Task objective:
Find each line in the following listing that has the string "Result", then state the count and nothing else.

____ Provided data

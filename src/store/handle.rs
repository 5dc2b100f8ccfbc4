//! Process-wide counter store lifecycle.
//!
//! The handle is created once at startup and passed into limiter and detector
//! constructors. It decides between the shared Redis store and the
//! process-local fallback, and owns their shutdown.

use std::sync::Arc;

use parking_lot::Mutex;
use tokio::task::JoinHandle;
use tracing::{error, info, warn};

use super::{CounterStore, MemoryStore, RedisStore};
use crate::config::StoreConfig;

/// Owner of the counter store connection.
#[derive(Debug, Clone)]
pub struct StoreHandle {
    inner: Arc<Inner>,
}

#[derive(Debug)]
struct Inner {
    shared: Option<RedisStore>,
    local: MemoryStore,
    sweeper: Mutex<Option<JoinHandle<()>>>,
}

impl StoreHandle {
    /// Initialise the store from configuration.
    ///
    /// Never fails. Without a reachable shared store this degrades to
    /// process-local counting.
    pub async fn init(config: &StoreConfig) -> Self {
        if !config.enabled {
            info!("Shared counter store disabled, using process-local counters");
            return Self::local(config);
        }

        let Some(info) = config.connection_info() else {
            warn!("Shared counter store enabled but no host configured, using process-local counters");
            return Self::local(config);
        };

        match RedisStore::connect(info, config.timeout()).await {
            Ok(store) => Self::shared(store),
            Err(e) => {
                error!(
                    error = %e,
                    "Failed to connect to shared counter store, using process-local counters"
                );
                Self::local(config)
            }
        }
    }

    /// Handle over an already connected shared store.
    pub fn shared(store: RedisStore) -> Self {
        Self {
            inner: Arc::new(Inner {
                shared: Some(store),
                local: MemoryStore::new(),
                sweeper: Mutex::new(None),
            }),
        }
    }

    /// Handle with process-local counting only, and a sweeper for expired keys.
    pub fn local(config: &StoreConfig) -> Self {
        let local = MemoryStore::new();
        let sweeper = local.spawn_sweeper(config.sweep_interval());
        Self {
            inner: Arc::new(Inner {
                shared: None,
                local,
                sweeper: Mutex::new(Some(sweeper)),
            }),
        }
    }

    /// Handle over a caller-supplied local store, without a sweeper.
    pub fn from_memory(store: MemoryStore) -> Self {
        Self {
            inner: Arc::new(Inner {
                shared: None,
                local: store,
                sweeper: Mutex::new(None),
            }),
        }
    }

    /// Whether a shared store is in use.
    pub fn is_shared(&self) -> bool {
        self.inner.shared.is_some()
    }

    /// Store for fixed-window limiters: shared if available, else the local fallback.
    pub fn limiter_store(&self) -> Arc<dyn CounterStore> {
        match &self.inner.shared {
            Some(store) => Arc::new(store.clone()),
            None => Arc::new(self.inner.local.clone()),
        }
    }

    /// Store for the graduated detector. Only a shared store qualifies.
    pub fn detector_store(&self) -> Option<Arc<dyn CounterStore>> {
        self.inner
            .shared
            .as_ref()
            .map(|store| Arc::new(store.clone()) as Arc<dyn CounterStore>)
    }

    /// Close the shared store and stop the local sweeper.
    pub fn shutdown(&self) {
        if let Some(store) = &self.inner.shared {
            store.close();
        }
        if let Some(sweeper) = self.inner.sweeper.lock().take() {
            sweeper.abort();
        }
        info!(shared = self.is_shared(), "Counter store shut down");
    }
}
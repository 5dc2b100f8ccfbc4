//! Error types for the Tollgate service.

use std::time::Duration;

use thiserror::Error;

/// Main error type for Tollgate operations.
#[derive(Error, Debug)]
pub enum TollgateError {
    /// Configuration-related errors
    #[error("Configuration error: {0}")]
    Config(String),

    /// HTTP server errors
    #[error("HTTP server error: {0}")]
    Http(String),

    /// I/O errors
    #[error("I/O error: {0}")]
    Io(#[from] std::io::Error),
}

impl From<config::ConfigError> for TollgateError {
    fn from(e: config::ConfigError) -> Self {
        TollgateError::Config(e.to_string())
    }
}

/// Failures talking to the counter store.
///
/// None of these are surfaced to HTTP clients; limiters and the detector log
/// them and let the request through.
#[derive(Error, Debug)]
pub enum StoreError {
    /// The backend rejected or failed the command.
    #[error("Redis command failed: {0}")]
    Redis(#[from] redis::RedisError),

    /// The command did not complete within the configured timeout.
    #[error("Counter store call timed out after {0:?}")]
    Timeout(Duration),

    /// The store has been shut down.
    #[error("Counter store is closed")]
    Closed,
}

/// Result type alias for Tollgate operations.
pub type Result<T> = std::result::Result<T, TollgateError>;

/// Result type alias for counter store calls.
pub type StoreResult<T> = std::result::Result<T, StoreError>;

________

Problem solution:
4